Many consumers in Laos have been complaining about their escalating electricity bills. The tariff is high when compared to neighbouring countries, the Minister of Energy and Mines, Dr Khammany Inthirath, acknowledged at the first quarter meeting of the energy and mining sector held in Vientiane yesterday.
The two-day meeting over June 3-4 is being attended by representatives of the energy and mining sector as well as investors and development partners. They are taking this opportunity to discuss the sector’s development plans and targets.
Topics up for discussion include past achievements of state projects to ensure regulation, quality, and reasonable pricing of electricity. Cost structures, safety inspections at plants and expansion of the electricity network, its stations and transmission lines will also be discussed.
In the next three quarters of this year, the Ministry of Energy and Mines is expecting to complete 20 hydropower plants with an installed capacity of 2,707MW. This will produce around 33,874 million kWh, worth about 16,575 billion kip.
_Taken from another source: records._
//! Stage 3: range binning.
//!
//! Intervals are right-closed `(lo, hi]`. Fixed tables include their lowest
//! edge so the minimum value lands in the first bin; data-driven bins are
//! rebuilt from each table's own distribution.

use feat_common::{column_f64, has_column, is_numeric_column, round_to};
use feat_model::{SkipReason, StageKind};
use polars::prelude::*;
use tracing::{debug, info};

use crate::error::Result;
use crate::stage::{Stage, StageContext, StageOutput, append_column, begin_report, skip};
use crate::stats::{finite_values, quantile, sorted, usable_values};

/// Ordered edges with one label per interval.
#[derive(Debug, Clone, PartialEq)]
pub struct BinSpec {
    pub edges: Vec<f64>,
    pub labels: Vec<String>,
    /// Close the first interval on the left as well.
    pub include_lowest: bool,
}

impl BinSpec {
    pub fn new(edges: Vec<f64>, labels: Vec<String>, include_lowest: bool) -> Self {
        debug_assert_eq!(edges.len(), labels.len() + 1);
        Self {
            edges,
            labels,
            include_lowest,
        }
    }

    fn fixed(edges: &[f64], labels: &[&str]) -> Self {
        Self::new(
            edges.to_vec(),
            labels.iter().map(|l| (*l).to_string()).collect(),
            true,
        )
    }

    /// Label of the interval containing `value`, `None` outside all edges.
    pub fn assign(&self, value: f64) -> Option<&str> {
        if value.is_nan() {
            return None;
        }
        self.edges
            .windows(2)
            .enumerate()
            .find(|(idx, pair)| {
                let (lo, hi) = (pair[0], pair[1]);
                (value > lo && value <= hi) || (*idx == 0 && self.include_lowest && value == lo)
            })
            .map(|(idx, _)| self.labels[idx].as_str())
    }
}

/// Fixed age groups.
pub fn age_bins() -> BinSpec {
    BinSpec::fixed(
        &[0.0, 25.0, 35.0, 50.0, 65.0, 100.0],
        &["18-25", "26-35", "36-50", "51-65", "65+"],
    )
}

/// Fixed income brackets.
pub fn income_bins() -> BinSpec {
    BinSpec::fixed(
        &[0.0, 30_000.0, 50_000.0, 75_000.0, 100_000.0, f64::INFINITY],
        &["Low", "Lower-Middle", "Middle", "Upper-Middle", "High"],
    )
}

/// Fixed purchase amount categories.
pub fn purchase_bins() -> BinSpec {
    BinSpec::fixed(
        &[0.0, 100.0, 500.0, 1000.0, 2000.0, f64::INFINITY],
        &["Very Low", "Low", "Medium", "High", "Very High"],
    )
}

/// Fixed rating categories.
pub fn rating_bins() -> BinSpec {
    BinSpec::fixed(
        &[0.0, 2.0, 3.0, 4.0, 5.0],
        &["Poor", "Fair", "Good", "Excellent"],
    )
}

/// Fixed discount tiers.
pub fn discount_bins() -> BinSpec {
    BinSpec::fixed(
        &[0.0, 10.0, 25.0, 40.0, 100.0],
        &["No Discount", "Low", "Medium", "High Discount"],
    )
}

/// Quantile bins over the non-null, non-NaN values.
///
/// Duplicate edges are collapsed, so skewed data may produce fewer than
/// `count` bins. Labels are `Q1..Qk`. Returns `None` without usable values.
pub fn quantile_bins(values: &[Option<f64>], count: usize) -> Option<BinSpec> {
    let data = sorted(&usable_values(values));
    if data.is_empty() || count == 0 {
        return None;
    }
    let mut edges: Vec<f64> = (0..=count)
        .filter_map(|i| quantile(&data, i as f64 / count as f64))
        .collect();
    edges.dedup();
    if edges.len() == 1 {
        edges.push(edges[0]);
    }
    let labels = (1..edges.len()).map(|i| format!("Q{i}")).collect();
    Some(BinSpec::new(edges, labels, true))
}

/// Equal-width bins over `[min, max]` of the finite values.
///
/// The lower edge is pushed down by 0.1% of the range so the minimum falls in
/// the first bin. Returns `None` without finite values.
pub fn equal_width_bins(values: &[Option<f64>], count: usize) -> Option<BinSpec> {
    let data = finite_values(values);
    if data.is_empty() || count == 0 {
        return None;
    }
    let mut min = data.iter().copied().fold(f64::INFINITY, f64::min);
    let mut max = data.iter().copied().fold(f64::NEG_INFINITY, f64::max);

    let mut edges: Vec<f64>;
    if min == max {
        let pad = if min == 0.0 { 0.001 } else { 0.001 * min.abs() };
        min -= pad;
        max += pad;
        edges = linspace(min, max, count);
    } else {
        edges = linspace(min, max, count);
        edges[0] -= (max - min) * 0.001;
    }

    let precision = label_precision(&edges);
    let labels = edges
        .windows(2)
        .map(|pair| {
            format!(
                "({:?}, {:?}]",
                round_edge(pair[0], precision),
                round_edge(pair[1], precision)
            )
        })
        .collect();
    Some(BinSpec::new(edges, labels, false))
}

const BASE_LABEL_PRECISION: u32 = 3;
const MAX_LABEL_PRECISION: u32 = 20;

/// Round an edge for display, keeping `precision` significant digits of a
/// purely fractional value and `precision` decimals otherwise.
fn round_edge(x: f64, precision: u32) -> f64 {
    if !x.is_finite() || x == 0.0 {
        return x;
    }
    if x.trunc() != 0.0 {
        return round_to(x, precision);
    }
    let magnitude = -(x.abs().log10().floor() as i32) - 1;
    let digits = (magnitude + precision as i32).max(0) as u32;
    round_to(x, digits)
}

/// Smallest precision from the base upwards that keeps every edge distinct.
fn label_precision(edges: &[f64]) -> u32 {
    (BASE_LABEL_PRECISION..MAX_LABEL_PRECISION)
        .find(|&precision| {
            let mut rounded: Vec<f64> = edges.iter().map(|e| round_edge(*e, precision)).collect();
            rounded.sort_by(f64::total_cmp);
            rounded.dedup();
            rounded.len() == edges.len()
        })
        .unwrap_or(BASE_LABEL_PRECISION)
}

fn linspace(min: f64, max: f64, count: usize) -> Vec<f64> {
    let step = (max - min) / count as f64;
    (0..=count)
        .map(|i| if i == count { max } else { min + step * i as f64 })
        .collect()
}

/// How a column's bin edges are obtained.
#[derive(Debug, Clone, Copy)]
pub enum BinStrategy {
    Fixed(fn() -> BinSpec),
    Quantile(usize),
    EqualWidth(usize),
}

/// A binned output column and its numeric source.
#[derive(Debug, Clone, Copy)]
pub struct BinRule {
    pub source: &'static str,
    pub target: &'static str,
    pub strategy: BinStrategy,
}

/// Binning rules in output order.
pub const BIN_RULES: &[BinRule] = &[
    BinRule {
        source: "age",
        target: "age_group",
        strategy: BinStrategy::Fixed(age_bins),
    },
    BinRule {
        source: "income",
        target: "income_bracket",
        strategy: BinStrategy::Fixed(income_bins),
    },
    BinRule {
        source: "purchase_amount",
        target: "purchase_category",
        strategy: BinStrategy::Fixed(purchase_bins),
    },
    BinRule {
        source: "rating",
        target: "rating_category",
        strategy: BinStrategy::Fixed(rating_bins),
    },
    BinRule {
        source: "discount_percent",
        target: "discount_tier",
        strategy: BinStrategy::Fixed(discount_bins),
    },
    BinRule {
        source: "final_price",
        target: "price_quartile",
        strategy: BinStrategy::Quantile(4),
    },
    BinRule {
        source: "income_purchase_ratio",
        target: "spending_ratio_bin",
        strategy: BinStrategy::EqualWidth(5),
    },
];

impl BinRule {
    fn spec(&self, values: &[Option<f64>]) -> Option<BinSpec> {
        match self.strategy {
            BinStrategy::Fixed(build) => {
                if usable_values(values).is_empty() {
                    None
                } else {
                    Some(build())
                }
            }
            BinStrategy::Quantile(count) => quantile_bins(values, count),
            BinStrategy::EqualWidth(count) => equal_width_bins(values, count),
        }
    }
}

/// Stage 3 of the pipeline.
#[derive(Debug, Clone, Copy, Default)]
pub struct RangeBinning;

impl Stage for RangeBinning {
    fn kind(&self) -> StageKind {
        StageKind::Binned
    }

    fn apply(&self, df: &DataFrame, _ctx: &StageContext<'_>) -> Result<StageOutput> {
        let mut data = df.clone();
        let mut report = begin_report(self.kind(), df);

        for rule in BIN_RULES {
            if !has_column(df, rule.source) {
                skip(
                    &mut report,
                    rule.target,
                    SkipReason::MissingColumn(rule.source.to_string()),
                );
                continue;
            }
            if !is_numeric_column(df, rule.source) {
                skip(
                    &mut report,
                    rule.target,
                    SkipReason::NotNumeric(rule.source.to_string()),
                );
                continue;
            }
            let values = column_f64(df, rule.source)?;
            let Some(spec) = rule.spec(&values) else {
                skip(&mut report, rule.target, SkipReason::NoData);
                continue;
            };
            debug!(column = rule.source, edges = ?spec.edges, "bin edges");

            let labels: Vec<Option<&str>> = values
                .iter()
                .map(|v| v.and_then(|x| spec.assign(x)))
                .collect();
            append_column(&mut data, &mut report, Column::new(rule.target.into(), labels))?;
        }

        report.finish(data.width());
        info!(
            created = report.added.len(),
            skipped = report.skipped.len(),
            "range bins assigned"
        );
        Ok(StageOutput { data, report })
    }
}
Electricity generated for export is expected to reach 25,625 million kWh, which represents a dollar value of US$1,451 million.
Seven transmission lines are expected to be completed in the near future, including two that are 230kV. One line is 86.4km long and runs from Meuang Houn to Pak Ngeuy-Phaoudom. Another is 82km long and runs from Nam Xam to Hua Meuany.
Five 115kV transmission lines are currently under construction. They include a 90km stretch linking Non Hay to Paklai, a 50km line from Huayxai district to Pheung station, and a 33km section from Nam Ngiep to Pakxan.
A line from the Na Hay station to Dongphosy station is also being constructed.
The ministry is focusing on developing a renewable energy supply so that the country is less dependent on imports from other countries.
Gross Domestic Product in the energy and mining sector was 28,247 billion kip in 2018. This was an increase of 11 percent over 2017 when GDP was 16.8 percent, Dr Khammany told the meeting.
Laos currently has 63 operational hydropower plants with an installed capacity of 7,213MW. These plants are able to produce 37,035kWh of electricity a year, he said.
An additional 37 hydropower plants are under construction. The majority of these are expected to be completed by 2020-2021. When they are operational, Laos will have 100 hydropower plants which combined will have an installed capacity of 13,062MW.
It is expected that they will be able to produce 66,944 million kWh a year and that this will be more than sufficient to meet the needs of the domestic market. The government also hopes to supply more electricity to its regional neighbours.